- DATA PROVIDED -
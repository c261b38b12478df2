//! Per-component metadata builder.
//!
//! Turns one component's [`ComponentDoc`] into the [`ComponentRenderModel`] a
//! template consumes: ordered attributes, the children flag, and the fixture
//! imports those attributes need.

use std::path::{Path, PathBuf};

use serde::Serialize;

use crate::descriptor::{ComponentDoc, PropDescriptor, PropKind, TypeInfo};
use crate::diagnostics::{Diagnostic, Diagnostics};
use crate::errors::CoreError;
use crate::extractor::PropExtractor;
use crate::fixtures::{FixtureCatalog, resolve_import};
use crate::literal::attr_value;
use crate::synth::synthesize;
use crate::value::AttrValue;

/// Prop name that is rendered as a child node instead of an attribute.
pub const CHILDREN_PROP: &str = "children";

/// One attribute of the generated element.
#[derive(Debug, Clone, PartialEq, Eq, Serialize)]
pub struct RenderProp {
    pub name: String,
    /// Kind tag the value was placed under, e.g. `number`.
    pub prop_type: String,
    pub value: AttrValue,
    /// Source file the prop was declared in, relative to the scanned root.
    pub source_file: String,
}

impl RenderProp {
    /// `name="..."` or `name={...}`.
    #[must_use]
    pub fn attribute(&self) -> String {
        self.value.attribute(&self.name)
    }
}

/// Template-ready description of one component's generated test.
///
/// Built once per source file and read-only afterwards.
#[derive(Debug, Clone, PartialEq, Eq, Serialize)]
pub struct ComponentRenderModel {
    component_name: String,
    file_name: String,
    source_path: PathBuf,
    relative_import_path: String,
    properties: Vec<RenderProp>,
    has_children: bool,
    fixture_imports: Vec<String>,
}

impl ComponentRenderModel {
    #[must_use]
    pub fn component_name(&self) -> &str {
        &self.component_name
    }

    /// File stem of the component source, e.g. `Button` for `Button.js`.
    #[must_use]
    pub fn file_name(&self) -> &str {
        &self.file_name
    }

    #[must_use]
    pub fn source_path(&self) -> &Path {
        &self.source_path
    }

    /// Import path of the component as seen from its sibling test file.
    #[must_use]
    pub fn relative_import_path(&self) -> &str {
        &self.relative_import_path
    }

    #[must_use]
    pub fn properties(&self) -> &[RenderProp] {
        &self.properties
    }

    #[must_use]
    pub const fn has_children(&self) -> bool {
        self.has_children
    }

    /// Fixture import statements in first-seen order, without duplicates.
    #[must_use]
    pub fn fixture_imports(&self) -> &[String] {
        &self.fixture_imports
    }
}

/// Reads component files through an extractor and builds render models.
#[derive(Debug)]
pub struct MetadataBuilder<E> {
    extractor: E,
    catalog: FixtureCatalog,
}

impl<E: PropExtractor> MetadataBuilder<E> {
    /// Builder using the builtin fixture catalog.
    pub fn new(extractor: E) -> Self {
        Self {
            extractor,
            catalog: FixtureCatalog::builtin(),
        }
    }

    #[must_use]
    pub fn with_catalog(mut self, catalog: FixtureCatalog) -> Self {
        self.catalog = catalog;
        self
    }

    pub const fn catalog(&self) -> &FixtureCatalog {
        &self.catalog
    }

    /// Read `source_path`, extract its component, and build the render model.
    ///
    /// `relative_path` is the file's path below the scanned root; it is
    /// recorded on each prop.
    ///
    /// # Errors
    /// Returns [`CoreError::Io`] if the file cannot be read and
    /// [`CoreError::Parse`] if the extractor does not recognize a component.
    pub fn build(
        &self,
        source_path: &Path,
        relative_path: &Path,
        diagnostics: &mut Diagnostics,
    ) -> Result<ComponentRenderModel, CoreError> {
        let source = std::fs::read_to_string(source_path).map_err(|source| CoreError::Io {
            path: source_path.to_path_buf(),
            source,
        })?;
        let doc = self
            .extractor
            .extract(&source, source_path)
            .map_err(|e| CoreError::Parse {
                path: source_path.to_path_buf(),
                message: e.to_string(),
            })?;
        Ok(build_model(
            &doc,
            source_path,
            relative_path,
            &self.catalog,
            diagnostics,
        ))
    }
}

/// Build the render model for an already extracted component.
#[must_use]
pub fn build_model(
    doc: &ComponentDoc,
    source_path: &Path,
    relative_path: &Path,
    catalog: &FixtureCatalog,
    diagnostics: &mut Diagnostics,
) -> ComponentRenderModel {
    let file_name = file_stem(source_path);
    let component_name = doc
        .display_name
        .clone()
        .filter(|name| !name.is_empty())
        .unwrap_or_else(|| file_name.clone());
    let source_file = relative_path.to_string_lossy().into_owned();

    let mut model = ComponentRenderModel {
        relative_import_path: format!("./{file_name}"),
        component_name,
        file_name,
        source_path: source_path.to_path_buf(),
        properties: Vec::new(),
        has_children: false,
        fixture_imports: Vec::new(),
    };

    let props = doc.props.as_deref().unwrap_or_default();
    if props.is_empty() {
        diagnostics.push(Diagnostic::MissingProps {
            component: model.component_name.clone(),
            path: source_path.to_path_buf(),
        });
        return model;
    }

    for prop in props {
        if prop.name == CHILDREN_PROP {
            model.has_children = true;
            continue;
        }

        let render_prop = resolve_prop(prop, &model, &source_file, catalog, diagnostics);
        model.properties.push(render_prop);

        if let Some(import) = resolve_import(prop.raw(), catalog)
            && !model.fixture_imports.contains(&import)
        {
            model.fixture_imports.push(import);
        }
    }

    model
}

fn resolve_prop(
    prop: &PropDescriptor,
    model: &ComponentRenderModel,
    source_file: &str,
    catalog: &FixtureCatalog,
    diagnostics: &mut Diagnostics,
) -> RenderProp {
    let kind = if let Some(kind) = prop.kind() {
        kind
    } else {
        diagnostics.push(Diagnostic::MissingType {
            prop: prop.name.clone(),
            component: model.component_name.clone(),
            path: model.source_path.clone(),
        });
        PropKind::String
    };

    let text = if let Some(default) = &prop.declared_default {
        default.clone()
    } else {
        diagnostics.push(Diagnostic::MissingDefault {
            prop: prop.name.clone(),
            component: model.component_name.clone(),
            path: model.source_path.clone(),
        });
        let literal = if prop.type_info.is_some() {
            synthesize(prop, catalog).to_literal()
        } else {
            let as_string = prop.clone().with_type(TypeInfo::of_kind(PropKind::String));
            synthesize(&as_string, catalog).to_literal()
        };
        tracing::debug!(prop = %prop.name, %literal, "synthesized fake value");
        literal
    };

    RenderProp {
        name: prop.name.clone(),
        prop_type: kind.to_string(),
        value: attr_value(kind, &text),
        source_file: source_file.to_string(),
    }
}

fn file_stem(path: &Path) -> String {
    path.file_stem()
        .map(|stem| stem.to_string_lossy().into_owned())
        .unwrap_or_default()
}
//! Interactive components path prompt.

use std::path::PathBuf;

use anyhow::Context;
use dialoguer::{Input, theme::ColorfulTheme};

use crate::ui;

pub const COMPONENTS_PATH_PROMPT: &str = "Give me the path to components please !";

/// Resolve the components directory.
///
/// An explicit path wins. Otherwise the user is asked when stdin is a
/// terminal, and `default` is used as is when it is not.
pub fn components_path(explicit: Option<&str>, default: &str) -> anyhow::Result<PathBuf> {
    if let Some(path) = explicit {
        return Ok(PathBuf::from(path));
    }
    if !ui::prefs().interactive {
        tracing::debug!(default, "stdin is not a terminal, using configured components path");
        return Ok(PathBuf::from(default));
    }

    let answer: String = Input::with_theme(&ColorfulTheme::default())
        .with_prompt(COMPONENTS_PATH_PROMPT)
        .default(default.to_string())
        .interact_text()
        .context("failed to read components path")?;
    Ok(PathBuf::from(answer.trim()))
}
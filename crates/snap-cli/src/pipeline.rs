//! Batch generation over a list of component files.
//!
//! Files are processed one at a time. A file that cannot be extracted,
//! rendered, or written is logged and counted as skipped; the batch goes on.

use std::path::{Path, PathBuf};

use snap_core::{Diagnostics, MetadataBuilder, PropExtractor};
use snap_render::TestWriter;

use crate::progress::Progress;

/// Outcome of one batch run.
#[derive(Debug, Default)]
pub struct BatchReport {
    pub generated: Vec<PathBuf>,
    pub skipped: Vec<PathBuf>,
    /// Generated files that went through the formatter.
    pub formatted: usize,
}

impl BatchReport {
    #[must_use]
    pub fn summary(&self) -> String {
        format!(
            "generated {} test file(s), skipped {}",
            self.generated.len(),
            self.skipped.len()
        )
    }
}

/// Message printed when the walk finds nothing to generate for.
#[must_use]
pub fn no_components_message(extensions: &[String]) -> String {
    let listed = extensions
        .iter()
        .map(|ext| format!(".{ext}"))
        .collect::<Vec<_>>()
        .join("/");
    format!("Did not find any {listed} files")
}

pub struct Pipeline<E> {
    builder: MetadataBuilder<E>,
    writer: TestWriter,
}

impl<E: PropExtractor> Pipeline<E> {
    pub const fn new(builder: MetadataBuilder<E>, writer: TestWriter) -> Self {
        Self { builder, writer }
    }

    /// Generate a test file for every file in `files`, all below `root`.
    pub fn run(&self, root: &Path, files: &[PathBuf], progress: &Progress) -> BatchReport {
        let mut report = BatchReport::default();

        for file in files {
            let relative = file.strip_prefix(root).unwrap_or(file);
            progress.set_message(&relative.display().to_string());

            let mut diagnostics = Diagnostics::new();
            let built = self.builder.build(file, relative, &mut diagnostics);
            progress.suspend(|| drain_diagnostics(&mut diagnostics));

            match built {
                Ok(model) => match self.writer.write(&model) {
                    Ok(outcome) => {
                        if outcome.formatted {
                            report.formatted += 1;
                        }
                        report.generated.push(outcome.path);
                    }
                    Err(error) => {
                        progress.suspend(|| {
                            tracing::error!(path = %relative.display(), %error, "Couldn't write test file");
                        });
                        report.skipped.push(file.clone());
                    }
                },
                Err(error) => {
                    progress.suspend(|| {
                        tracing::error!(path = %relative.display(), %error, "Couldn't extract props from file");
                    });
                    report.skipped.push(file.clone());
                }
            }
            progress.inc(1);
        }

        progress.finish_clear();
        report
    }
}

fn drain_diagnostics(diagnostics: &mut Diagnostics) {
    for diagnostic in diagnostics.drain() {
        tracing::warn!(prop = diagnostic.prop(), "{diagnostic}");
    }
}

- EXERCISE PROMPT -
Gather every line from the listing above in which the word "attributes" appears.

- RESPONSE TO THE EXERCISE -
//! template consumes: ordered attributes, the children flag, and the fixture
//! imports those attributes need.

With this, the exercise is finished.